START Record extracts

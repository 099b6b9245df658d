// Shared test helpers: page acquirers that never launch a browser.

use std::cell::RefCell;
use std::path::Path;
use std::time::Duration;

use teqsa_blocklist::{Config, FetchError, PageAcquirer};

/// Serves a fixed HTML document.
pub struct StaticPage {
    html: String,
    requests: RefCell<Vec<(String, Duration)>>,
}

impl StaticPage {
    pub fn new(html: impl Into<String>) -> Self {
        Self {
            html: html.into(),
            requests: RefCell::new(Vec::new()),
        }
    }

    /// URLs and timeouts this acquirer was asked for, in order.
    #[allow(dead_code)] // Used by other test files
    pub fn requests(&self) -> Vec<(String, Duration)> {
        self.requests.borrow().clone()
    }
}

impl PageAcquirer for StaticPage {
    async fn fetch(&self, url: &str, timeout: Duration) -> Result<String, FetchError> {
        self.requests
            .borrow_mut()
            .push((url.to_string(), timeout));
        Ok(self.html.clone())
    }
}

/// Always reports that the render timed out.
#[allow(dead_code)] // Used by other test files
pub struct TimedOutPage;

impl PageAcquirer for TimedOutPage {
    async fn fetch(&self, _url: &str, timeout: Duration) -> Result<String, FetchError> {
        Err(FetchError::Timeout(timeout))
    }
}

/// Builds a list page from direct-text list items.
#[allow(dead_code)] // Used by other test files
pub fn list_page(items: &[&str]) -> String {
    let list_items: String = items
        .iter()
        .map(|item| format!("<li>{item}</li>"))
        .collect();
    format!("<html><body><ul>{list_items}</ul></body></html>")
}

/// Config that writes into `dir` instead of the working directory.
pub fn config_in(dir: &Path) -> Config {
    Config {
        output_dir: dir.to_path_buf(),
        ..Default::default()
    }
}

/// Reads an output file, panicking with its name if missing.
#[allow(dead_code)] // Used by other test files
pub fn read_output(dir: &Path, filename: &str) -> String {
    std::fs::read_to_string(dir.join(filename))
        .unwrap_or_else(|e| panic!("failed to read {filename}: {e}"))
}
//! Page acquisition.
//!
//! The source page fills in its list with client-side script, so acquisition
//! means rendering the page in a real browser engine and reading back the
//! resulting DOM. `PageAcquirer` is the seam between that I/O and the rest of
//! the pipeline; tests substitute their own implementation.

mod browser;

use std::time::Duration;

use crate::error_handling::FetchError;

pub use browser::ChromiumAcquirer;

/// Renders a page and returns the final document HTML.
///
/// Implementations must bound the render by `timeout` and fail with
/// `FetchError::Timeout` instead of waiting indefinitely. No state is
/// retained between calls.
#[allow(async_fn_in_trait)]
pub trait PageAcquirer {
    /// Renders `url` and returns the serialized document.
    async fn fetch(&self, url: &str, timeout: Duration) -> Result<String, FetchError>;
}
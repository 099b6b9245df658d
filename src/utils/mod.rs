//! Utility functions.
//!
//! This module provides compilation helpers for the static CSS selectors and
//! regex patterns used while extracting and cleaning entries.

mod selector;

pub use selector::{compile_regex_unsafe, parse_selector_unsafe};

END Record extracts
START Record extracts

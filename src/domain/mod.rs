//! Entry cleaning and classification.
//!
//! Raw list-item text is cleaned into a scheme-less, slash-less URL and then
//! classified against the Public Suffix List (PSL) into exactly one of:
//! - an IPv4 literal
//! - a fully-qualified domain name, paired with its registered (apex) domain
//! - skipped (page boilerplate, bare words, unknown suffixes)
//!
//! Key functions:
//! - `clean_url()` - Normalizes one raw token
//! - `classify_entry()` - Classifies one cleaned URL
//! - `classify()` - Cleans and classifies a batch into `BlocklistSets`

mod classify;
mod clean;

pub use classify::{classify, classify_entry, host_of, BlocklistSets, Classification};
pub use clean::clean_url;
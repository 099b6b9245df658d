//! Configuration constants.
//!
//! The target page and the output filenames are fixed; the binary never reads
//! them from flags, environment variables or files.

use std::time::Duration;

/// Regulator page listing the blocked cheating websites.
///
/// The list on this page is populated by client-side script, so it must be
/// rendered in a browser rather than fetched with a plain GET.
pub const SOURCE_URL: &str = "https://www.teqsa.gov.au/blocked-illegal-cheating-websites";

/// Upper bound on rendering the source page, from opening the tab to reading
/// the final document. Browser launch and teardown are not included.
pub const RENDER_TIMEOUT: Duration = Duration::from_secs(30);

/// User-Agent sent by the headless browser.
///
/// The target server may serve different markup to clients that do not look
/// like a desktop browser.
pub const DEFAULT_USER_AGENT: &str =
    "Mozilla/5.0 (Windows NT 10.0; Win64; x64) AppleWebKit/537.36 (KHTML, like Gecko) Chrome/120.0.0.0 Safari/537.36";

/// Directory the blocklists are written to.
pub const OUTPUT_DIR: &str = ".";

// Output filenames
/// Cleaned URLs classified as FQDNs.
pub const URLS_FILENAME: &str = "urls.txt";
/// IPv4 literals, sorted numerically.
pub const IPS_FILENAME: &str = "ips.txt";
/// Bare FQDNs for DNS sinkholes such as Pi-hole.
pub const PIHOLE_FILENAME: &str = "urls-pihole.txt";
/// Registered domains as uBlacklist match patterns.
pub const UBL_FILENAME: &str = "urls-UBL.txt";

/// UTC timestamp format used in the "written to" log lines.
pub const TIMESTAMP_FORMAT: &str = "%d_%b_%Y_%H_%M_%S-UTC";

END Record extracts
START Record extracts

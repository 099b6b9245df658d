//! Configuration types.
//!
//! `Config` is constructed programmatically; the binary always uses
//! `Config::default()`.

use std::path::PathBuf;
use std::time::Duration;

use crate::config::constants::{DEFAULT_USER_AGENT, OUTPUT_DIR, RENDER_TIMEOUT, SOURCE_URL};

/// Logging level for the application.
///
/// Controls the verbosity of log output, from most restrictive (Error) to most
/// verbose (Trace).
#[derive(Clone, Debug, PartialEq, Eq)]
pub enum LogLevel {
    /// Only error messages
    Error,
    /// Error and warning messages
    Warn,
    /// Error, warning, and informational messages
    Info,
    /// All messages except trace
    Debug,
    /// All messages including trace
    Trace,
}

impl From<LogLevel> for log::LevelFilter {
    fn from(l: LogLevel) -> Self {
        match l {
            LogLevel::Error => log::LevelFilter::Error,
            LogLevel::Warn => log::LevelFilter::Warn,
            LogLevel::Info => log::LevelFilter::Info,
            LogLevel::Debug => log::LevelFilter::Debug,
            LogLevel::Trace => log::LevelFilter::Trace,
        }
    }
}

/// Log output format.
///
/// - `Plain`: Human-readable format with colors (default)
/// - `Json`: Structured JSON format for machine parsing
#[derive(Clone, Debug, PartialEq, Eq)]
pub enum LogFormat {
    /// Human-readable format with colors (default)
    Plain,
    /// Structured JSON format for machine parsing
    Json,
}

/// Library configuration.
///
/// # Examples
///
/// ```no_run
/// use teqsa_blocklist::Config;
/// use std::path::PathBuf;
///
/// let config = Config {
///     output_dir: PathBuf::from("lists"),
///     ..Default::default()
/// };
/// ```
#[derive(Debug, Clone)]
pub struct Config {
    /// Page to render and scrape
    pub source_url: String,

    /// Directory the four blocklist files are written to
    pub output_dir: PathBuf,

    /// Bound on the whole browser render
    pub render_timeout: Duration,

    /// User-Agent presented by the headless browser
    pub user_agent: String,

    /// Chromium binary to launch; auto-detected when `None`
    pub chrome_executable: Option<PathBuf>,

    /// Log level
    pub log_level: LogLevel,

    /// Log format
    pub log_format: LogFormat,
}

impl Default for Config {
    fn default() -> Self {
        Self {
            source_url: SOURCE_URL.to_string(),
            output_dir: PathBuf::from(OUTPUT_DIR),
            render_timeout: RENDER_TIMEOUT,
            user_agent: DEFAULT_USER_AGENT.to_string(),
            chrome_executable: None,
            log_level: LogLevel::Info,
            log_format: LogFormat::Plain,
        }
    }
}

END Record extracts

**Activity**: Repeat the entries above verbatim, but only from the line that has "registered (apex) domain" down to the line that has "binary never reads", inclusive.

**Task result**:
//! - a fully-qualified domain name, paired with its registered (apex) domain
//! - skipped (page boilerplate, bare words, unknown suffixes)
//!
//! Key functions:
//! - `clean_url()` - Normalizes one raw token
//! - `classify_entry()` - Classifies one cleaned URL
//! - `classify()` - Cleans and classifies a batch into `BlocklistSets`

mod classify;
mod clean;

pub use classify::{classify, classify_entry, host_of, BlocklistSets, Classification};
pub use clean::clean_url;
repository 099b6b9245df658d
//! Configuration constants.
//!
//! The target page and the output filenames are fixed; the binary never reads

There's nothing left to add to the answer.